**Work instruction**
Find all the lines in the entries below that hold the word "initial" and copy them.

*** Dataset excerpts Section Begins ***

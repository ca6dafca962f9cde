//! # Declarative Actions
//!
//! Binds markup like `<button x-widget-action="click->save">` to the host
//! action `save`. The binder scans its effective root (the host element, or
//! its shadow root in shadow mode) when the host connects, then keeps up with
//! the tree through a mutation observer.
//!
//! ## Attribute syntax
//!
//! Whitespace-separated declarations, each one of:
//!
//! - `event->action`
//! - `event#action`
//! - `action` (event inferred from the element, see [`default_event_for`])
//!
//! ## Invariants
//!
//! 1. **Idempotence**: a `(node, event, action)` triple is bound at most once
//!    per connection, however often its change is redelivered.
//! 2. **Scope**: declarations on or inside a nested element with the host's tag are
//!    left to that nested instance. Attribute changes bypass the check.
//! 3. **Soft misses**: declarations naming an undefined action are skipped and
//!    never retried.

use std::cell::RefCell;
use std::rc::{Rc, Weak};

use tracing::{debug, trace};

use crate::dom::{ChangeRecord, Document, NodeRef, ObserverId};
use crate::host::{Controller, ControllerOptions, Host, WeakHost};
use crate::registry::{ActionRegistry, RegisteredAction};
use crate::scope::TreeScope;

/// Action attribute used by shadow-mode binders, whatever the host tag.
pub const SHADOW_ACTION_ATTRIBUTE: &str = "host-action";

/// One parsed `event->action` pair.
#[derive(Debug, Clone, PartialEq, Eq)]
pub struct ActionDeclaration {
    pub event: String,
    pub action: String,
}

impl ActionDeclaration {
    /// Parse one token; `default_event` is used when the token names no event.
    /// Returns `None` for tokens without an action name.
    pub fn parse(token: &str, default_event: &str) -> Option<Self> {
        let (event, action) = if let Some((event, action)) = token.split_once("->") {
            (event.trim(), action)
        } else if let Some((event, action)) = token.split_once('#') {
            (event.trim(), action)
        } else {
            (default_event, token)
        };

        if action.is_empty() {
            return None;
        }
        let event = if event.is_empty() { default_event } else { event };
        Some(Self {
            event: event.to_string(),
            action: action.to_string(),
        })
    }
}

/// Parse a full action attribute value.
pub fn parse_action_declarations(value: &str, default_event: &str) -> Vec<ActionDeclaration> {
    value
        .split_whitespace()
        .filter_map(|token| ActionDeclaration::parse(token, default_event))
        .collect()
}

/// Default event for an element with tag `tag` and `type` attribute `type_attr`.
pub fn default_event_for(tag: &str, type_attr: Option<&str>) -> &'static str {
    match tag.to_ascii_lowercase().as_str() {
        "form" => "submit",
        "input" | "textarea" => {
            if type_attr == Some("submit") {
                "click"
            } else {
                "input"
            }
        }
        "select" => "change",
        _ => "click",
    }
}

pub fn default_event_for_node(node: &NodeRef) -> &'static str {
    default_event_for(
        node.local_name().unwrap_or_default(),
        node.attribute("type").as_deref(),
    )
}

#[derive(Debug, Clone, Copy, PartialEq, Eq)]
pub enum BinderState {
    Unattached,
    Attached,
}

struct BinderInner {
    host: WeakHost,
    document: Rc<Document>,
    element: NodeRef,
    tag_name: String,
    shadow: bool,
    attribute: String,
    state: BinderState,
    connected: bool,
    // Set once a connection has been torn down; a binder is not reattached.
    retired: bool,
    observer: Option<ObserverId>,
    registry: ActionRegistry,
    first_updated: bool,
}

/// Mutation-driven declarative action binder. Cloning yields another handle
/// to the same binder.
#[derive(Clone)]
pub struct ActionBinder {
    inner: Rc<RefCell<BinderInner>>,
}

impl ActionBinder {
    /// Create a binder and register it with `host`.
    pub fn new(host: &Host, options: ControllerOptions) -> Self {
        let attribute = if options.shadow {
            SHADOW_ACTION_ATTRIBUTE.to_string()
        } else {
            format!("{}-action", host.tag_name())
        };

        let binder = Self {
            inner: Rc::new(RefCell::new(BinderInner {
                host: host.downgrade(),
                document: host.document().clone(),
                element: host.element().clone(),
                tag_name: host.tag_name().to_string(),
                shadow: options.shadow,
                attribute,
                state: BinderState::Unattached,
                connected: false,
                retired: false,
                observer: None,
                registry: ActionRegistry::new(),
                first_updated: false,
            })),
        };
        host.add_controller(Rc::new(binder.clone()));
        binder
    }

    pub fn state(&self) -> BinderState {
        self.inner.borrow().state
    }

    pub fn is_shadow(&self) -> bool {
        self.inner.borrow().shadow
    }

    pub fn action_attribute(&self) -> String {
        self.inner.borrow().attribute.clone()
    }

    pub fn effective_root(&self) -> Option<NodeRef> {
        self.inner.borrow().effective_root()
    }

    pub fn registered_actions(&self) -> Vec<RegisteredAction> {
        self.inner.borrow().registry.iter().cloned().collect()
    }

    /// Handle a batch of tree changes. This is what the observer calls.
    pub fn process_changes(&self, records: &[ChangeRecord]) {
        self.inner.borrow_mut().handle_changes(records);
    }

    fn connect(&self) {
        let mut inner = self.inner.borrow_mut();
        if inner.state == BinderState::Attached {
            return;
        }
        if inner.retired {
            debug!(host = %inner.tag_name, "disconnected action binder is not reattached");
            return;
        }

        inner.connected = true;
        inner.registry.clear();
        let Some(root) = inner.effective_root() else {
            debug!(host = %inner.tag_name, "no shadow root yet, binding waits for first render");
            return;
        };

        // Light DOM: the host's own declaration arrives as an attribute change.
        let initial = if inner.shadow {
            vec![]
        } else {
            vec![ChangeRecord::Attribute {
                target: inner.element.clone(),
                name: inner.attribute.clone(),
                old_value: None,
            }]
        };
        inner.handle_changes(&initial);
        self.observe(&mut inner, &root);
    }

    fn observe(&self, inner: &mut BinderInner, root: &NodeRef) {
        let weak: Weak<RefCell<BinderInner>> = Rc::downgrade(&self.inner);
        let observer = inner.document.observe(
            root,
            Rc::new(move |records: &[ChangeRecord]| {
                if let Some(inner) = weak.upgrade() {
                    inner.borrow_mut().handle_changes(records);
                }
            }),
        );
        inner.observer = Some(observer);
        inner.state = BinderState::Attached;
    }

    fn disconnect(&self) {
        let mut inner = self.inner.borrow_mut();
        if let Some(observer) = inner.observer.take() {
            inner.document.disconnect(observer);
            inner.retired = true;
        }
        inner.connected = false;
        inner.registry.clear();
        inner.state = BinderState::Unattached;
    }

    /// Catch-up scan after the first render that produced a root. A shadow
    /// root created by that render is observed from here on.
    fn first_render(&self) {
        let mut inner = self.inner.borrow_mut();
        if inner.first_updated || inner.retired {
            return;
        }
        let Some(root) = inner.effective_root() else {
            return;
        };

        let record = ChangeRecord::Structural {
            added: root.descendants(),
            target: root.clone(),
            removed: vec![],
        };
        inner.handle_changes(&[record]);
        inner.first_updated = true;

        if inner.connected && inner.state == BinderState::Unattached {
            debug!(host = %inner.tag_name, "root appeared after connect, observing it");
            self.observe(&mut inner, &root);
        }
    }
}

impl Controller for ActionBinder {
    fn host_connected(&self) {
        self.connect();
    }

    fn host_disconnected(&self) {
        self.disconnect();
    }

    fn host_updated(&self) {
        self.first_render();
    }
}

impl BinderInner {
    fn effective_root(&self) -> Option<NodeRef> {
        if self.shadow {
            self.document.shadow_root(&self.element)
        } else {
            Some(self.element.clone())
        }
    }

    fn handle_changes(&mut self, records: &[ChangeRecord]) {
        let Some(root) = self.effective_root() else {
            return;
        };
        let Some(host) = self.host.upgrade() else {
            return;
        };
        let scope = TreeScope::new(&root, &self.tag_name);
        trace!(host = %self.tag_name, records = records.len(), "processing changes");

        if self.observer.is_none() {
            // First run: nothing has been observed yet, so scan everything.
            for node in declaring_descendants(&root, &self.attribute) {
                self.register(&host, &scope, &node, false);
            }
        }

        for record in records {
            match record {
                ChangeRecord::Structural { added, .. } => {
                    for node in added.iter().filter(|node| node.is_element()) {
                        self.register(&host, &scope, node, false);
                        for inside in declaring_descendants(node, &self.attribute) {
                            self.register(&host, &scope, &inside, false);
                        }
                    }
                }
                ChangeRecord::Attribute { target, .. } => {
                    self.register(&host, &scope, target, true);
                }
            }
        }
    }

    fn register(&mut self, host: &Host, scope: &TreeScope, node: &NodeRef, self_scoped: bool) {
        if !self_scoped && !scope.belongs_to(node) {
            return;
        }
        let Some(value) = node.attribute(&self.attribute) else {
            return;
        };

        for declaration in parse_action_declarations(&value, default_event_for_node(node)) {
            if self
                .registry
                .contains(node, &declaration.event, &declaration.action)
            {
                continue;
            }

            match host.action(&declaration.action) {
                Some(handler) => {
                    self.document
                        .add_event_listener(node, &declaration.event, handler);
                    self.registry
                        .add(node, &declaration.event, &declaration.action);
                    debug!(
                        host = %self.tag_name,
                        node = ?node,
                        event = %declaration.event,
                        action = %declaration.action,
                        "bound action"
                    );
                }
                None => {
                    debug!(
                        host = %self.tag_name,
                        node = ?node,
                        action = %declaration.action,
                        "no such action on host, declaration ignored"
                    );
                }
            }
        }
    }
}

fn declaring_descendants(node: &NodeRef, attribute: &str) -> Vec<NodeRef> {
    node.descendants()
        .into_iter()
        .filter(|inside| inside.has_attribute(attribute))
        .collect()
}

*** Dataset excerpts Section Ends ***

**Solution to the problem**
        let initial = if inner.shadow {
        inner.handle_changes(&initial);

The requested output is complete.